-- Data shown follows --

/// Transient visual cue the render layer maps to an animation.
#[derive(Debug, Clone, Copy, PartialEq, Eq, Hash)]
#[repr(u8)]
pub enum VisualFlag {
    Pop = 0,
    Bump = 1,
    Pause = 2,
    Surprised = 3,
    HappyBounce = 4,
    Celebrate = 5,
}

/// Set of active [`VisualFlag`]s, packed into one byte.
#[derive(Debug, Clone, Copy, PartialEq, Eq, Default)]
pub struct VisualFlags(u8);

const REACTIONS: u8 = (1 << VisualFlag::Surprised as u8)
    | (1 << VisualFlag::HappyBounce as u8)
    | (1 << VisualFlag::Celebrate as u8);

impl VisualFlags {
    pub fn insert(&mut self, flag: VisualFlag) {
        self.0 |= 1 << flag as u8;
    }

    pub fn remove(&mut self, flag: VisualFlag) {
        self.0 &= !(1 << flag as u8);
    }

    pub fn contains(&self, flag: VisualFlag) -> bool {
        self.0 & (1 << flag as u8) != 0
    }

    /// Drop the click-reaction animations, keeping pop/bump/pause.
    pub fn remove_reactions(&mut self) {
        self.0 &= !REACTIONS;
    }

    pub fn clear(&mut self) {
        self.0 = 0;
    }

    pub fn is_empty(&self) -> bool {
        self.0 == 0
    }

    /// Raw bits, one per flag discriminant.
    pub fn bits(&self) -> u32 {
        self.0 as u32
    }
}

#[cfg(test)]
mod tests {
    use super::*;

    #[test]
    fn reactions_cleared_together() {
        let mut flags = VisualFlags::default();
        flags.insert(VisualFlag::Bump);
        flags.insert(VisualFlag::Celebrate);
        flags.insert(VisualFlag::Surprised);
        flags.remove_reactions();
        assert!(flags.contains(VisualFlag::Bump));
        assert!(!flags.contains(VisualFlag::Celebrate));
        assert!(!flags.contains(VisualFlag::Surprised));
        assert_eq!(flags.bits(), 0b10);
    }
}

-- Data shown concluded --

§ **Task directions**: Return the line that contains "animations, keeping pop/bump/pause." along with every line after it through the end of the entries, exactly, adding nothing.

§ **Answer box**:
    /// Drop the click-reaction animations, keeping pop/bump/pause.
    pub fn remove_reactions(&mut self) {
        self.0 &= !REACTIONS;
    }

    pub fn clear(&mut self) {
        self.0 = 0;
    }

    pub fn is_empty(&self) -> bool {
        self.0 == 0
    }

    /// Raw bits, one per flag discriminant.
    pub fn bits(&self) -> u32 {
        self.0 as u32
    }
}

#[cfg(test)]
mod tests {
    use super::*;

    #[test]
    fn reactions_cleared_together() {
        let mut flags = VisualFlags::default();
        flags.insert(VisualFlag::Bump);
        flags.insert(VisualFlag::Celebrate);
        flags.insert(VisualFlag::Surprised);
        flags.remove_reactions();
        assert!(flags.contains(VisualFlag::Bump));
        assert!(!flags.contains(VisualFlag::Celebrate));
        assert!(!flags.contains(VisualFlag::Surprised));
        assert_eq!(flags.bits(), 0b10);
    }
}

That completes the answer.